Scan the records for "transaction" and copy each line that contains it.

▼

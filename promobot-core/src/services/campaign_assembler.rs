// File: src/services/campaign_assembler.rs
//
// Builds a complete draft campaign (persona, pain point, script, platform
// attachments, content rows) inside one transaction. Platform validation
// happens before the transaction opens; generator calls happen before it
// too, so the transaction only holds inserts.

use std::sync::Arc;

use serde_json::Value;
use tracing::{debug, error, warn};

use promobot_common::Error;
use promobot_common::models::{
    AssemblyOutcome, AssemblyRequest, ContentKind, ContentSource, Offer, OfferRef,
};
use promobot_common::traits::TextGenerator;

use crate::repositories::{AssemblyStore, AssemblyTx};

/// Static capability registry. Campaign assembly only accepts platforms
/// listed here.
pub fn platform_capabilities(platform: &str) -> Option<&'static [ContentKind]> {
    match platform {
        "twitter" => Some(&[ContentKind::Tweet]),
        "shorts" => Some(&[ContentKind::ShortsCaption, ContentKind::ShortsVideo]),
        _ => None,
    }
}

const TWEET_MAX_CHARS: usize = 280;
const CAPTION_MAX_CHARS: usize = 220;

fn truncate_chars(s: &str, max: usize) -> String {
    s.chars().take(max).collect()
}

/// Generator output may be plain text or a JSON object; pull the named
/// field when it is JSON, otherwise use the raw text.
fn text_or_json_field(raw: &str, field: &str) -> String {
    match serde_json::from_str::<Value>(raw) {
        Ok(Value::Object(map)) => map
            .get(field)
            .and_then(|v| v.as_str())
            .map(str::to_string)
            .unwrap_or_else(|| raw.trim().to_string()),
        Ok(Value::String(s)) => s,
        _ => raw.trim().to_string(),
    }
}

pub struct CampaignAssembler {
    store: Arc<dyn AssemblyStore>,
    generator: Arc<dyn TextGenerator>,
}

impl CampaignAssembler {
    pub fn new(store: Arc<dyn AssemblyStore>, generator: Arc<dyn TextGenerator>) -> Self {
        Self { store, generator }
    }

    pub async fn assemble(&self, request: AssemblyRequest) -> Result<AssemblyOutcome, Error> {
        // Validate the platform list before anything touches the database.
        let platforms: Vec<String> = request
            .platforms
            .iter()
            .map(|p| p.to_lowercase())
            .collect();
        if platforms.is_empty() {
            return Err(Error::Validation(
                "at least one platform is required".into(),
            ));
        }
        for platform in &platforms {
            if platform_capabilities(platform).is_none() {
                return Err(Error::Validation(format!(
                    "Unsupported platform: {platform}"
                )));
            }
        }

        let offer = self.resolve_offer(&request).await?;
        let cta_link = request
            .cta_link
            .clone()
            .or_else(|| offer.link_url.clone())
            .filter(|s| !s.trim().is_empty());

        let persona_title = request
            .persona
            .clone()
            .unwrap_or_else(|| "general".to_string());
        let pain_point_text = match &request.pain_point {
            Some(text) => text.clone(),
            None => self.generate_pain_point(&offer).await,
        };
        let script_text = match &request.override_script_text {
            Some(text) => text.clone(),
            None => {
                self.generate_script(&offer, &pain_point_text, &persona_title, cta_link.as_deref())
                    .await
            }
        };

        let wants_twitter = platforms.iter().any(|p| p == "twitter");
        let wants_shorts = platforms.iter().any(|p| p == "shorts");

        let tweet = if wants_twitter {
            Some(match &request.override_tweet_text {
                Some(text) => (text.clone(), ContentSource::Manual),
                None => (
                    self.generate_tweet(&script_text, &offer, cta_link.as_deref())
                        .await,
                    ContentSource::Ai,
                ),
            })
        } else {
            None
        };
        let caption = if wants_shorts {
            Some(match &request.override_video_caption {
                Some(text) => (text.clone(), ContentSource::Manual),
                None => (
                    self.generate_caption(&script_text, &offer, cta_link.as_deref())
                        .await,
                    ContentSource::Ai,
                ),
            })
        } else {
            None
        };

        let mut tx = self.store.begin().await?;
        let assembled = Self::run_assembly(
            tx.as_mut(),
            &offer,
            cta_link.as_deref(),
            &persona_title,
            &pain_point_text,
            &script_text,
            &platforms,
            tweet.as_ref(),
            caption.as_ref(),
            request.generate_video && wants_shorts,
        )
        .await;

        match assembled {
            Ok(outcome) => {
                tx.commit().await?;
                debug!("assembled campaign {}", outcome.campaign_id);
                Ok(outcome)
            }
            Err(e) => {
                // Partial campaigns must never be observable.
                if let Err(rollback_err) = tx.rollback().await {
                    error!("rollback after assembly failure also failed: {rollback_err}");
                }
                Err(e)
            }
        }
    }

    #[allow(clippy::too_many_arguments)]
    async fn run_assembly(
        tx: &mut dyn AssemblyTx,
        offer: &Offer,
        cta_link: Option<&str>,
        persona_title: &str,
        pain_point_text: &str,
        script_text: &str,
        platforms: &[String],
        tweet: Option<&(String, ContentSource)>,
        caption: Option<&(String, ContentSource)>,
        create_video_row: bool,
    ) -> Result<AssemblyOutcome, Error> {
        let persona_id = tx.insert_persona(persona_title).await?;
        let pain_point_id = tx.insert_pain_point(pain_point_text, persona_id).await?;
        let script_id = tx.insert_script(script_text).await?;

        let campaign_id = tx
            .insert_campaign(
                &format!("Campaign for {}", offer.title),
                &format!("Campaign generated from offer: {}", offer.title),
                persona_id,
                "draft",
            )
            .await?;
        tx.link_campaign(
            campaign_id,
            offer.offer_id,
            persona_id,
            pain_point_id,
            script_id,
            cta_link,
        )
        .await?;

        for platform in platforms {
            tx.attach_platform(campaign_id, platform, true).await?;
        }

        let mut content_ids = Vec::new();
        if let Some((text, source)) = tweet {
            if !text.is_empty() {
                let id = tx
                    .insert_content(
                        campaign_id,
                        ContentKind::Tweet,
                        Some(text.as_str()),
                        None,
                        *source,
                    )
                    .await?;
                content_ids.push(id);
            }
        }
        if let Some((text, source)) = caption {
            if !text.is_empty() {
                let id = tx
                    .insert_content(
                        campaign_id,
                        ContentKind::ShortsCaption,
                        Some(text.as_str()),
                        None,
                        *source,
                    )
                    .await?;
                content_ids.push(id);
            }
        }
        if create_video_row {
            // Asset creation is deferred to webhook completion; the row
            // starts with no asset attached.
            let id = tx
                .insert_content(
                    campaign_id,
                    ContentKind::ShortsVideo,
                    None,
                    None,
                    ContentSource::Ai,
                )
                .await?;
            content_ids.push(id);
        }

        Ok(AssemblyOutcome {
            campaign_id,
            offer_id: offer.offer_id,
            persona_id,
            pain_point_id,
            script_id,
            content_ids,
        })
    }

    async fn resolve_offer(&self, request: &AssemblyRequest) -> Result<Offer, Error> {
        match &request.offer {
            OfferRef::Existing(offer_id) => self
                .store
                .get_offer(*offer_id)
                .await?
                .ok_or_else(|| Error::Validation("Offer not found".into())),
            OfferRef::New { title, description } => {
                if title.is_none() && description.is_none() {
                    return Err(Error::Validation(
                        "Provide offer_id or offer_title/offer_description".into(),
                    ));
                }
                let description = description.clone().unwrap_or_default();
                let title = title
                    .clone()
                    .unwrap_or_else(|| truncate_chars(&description, 200));
                self.store
                    .create_offer(&title, &description, request.cta_link.as_deref())
                    .await
            }
        }
    }

    async fn generate_pain_point(&self, offer: &Offer) -> String {
        let prompt = format!(
            "Name the single biggest pain point the target audience of this offer has. \
             Offer: {}. Details: {}. Answer with one short sentence.",
            offer.title, offer.description
        );
        match self.generator.generate(&prompt).await {
            Ok(raw) => text_or_json_field(&raw, "pain_point"),
            Err(e) => {
                warn!("pain point generation failed ({e}); using fallback");
                format!("Getting real value out of {} takes too much effort", offer.title)
            }
        }
    }

    async fn generate_script(
        &self,
        offer: &Offer,
        pain_point: &str,
        persona: &str,
        cta_link: Option<&str>,
    ) -> String {
        let prompt = format!(
            "Write a short marketing video script for the persona '{persona}' \
             addressing this pain point: {pain_point}. The script promotes: {}.",
            offer.title
        );
        match self.generator.generate(&prompt).await {
            Ok(raw) => text_or_json_field(&raw, "script"),
            Err(e) => {
                warn!("script generation failed ({e}); using fallback");
                let base = if offer.description.trim().is_empty() {
                    offer.title.trim()
                } else {
                    offer.description.trim()
                };
                match cta_link {
                    Some(cta) => format!("{base}\n\nLearn more: {cta}"),
                    None => format!("{base}\n\nLearn more."),
                }
            }
        }
    }

    async fn generate_tweet(
        &self,
        script_text: &str,
        offer: &Offer,
        cta_link: Option<&str>,
    ) -> String {
        let prompt = format!(
            "Condense this script into a single engaging tweet under 280 characters\
             {}: {script_text}",
            cta_link
                .map(|c| format!(", ending with the link {c}"))
                .unwrap_or_default()
        );
        match self.generator.generate(&prompt).await {
            Ok(raw) => truncate_chars(&text_or_json_field(&raw, "tweet"), TWEET_MAX_CHARS),
            Err(e) => {
                warn!("tweet generation failed ({e}); using fallback");
                let base = truncate_chars(script_text.trim(), 240);
                let base = if base.is_empty() {
                    truncate_chars(&offer.title, 240)
                } else {
                    base
                };
                let tweet = match cta_link {
                    Some(cta) => format!("{base} {cta}"),
                    None => base,
                };
                truncate_chars(tweet.trim(), TWEET_MAX_CHARS)
            }
        }
    }

    async fn generate_caption(
        &self,
        script_text: &str,
        offer: &Offer,
        cta_link: Option<&str>,
    ) -> String {
        let prompt = format!(
            "Write a short-form video caption (max 220 characters) for this script: \
             {script_text}"
        );
        match self.generator.generate(&prompt).await {
            Ok(raw) => truncate_chars(&text_or_json_field(&raw, "caption"), CAPTION_MAX_CHARS),
            Err(e) => {
                warn!("caption generation failed ({e}); using fallback");
                let base = if script_text.trim().is_empty() {
                    if offer.description.trim().is_empty() {
                        offer.title.trim()
                    } else {
                        offer.description.trim()
                    }
                } else {
                    script_text.trim()
                };
                let mut caption = truncate_chars(base, 160).trim().to_string();
                if let Some(cta) = cta_link {
                    caption = format!("{caption}\n{cta}");
                }
                truncate_chars(caption.trim(), CAPTION_MAX_CHARS)
            }
        }
    }
}

#[cfg(test)]
mod tests {
    use super::*;

    #[test]
    fn capability_registry_rejects_unknown_platforms() {
        assert!(platform_capabilities("twitter").is_some());
        assert_eq!(
            platform_capabilities("shorts"),
            Some(&[ContentKind::ShortsCaption, ContentKind::ShortsVideo][..])
        );
        assert!(platform_capabilities("myspace").is_none());
    }

    #[test]
    fn json_generator_output_is_tolerated() {
        assert_eq!(
            text_or_json_field(r#"{"pain_point":"slow reporting"}"#, "pain_point"),
            "slow reporting"
        );
        assert_eq!(text_or_json_field("plain text answer", "pain_point"), "plain text answer");
        assert_eq!(
            text_or_json_field(r#"{"other":"x"}"#, "pain_point"),
            r#"{"other":"x"}"#
        );
        assert_eq!(text_or_json_field(r#""quoted""#, "pain_point"), "quoted");
    }

    #[test]
    fn truncation_respects_char_boundaries() {
        assert_eq!(truncate_chars("héllo wörld", 5), "héllo");
        assert_eq!(truncate_chars("short", 280), "short");
    }
}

▲

> [ANSWER BOX]:
// attachments, content rows) inside one transaction. Platform validation
// happens before the transaction opens; generator calls happen before it
// too, so the transaction only holds inserts.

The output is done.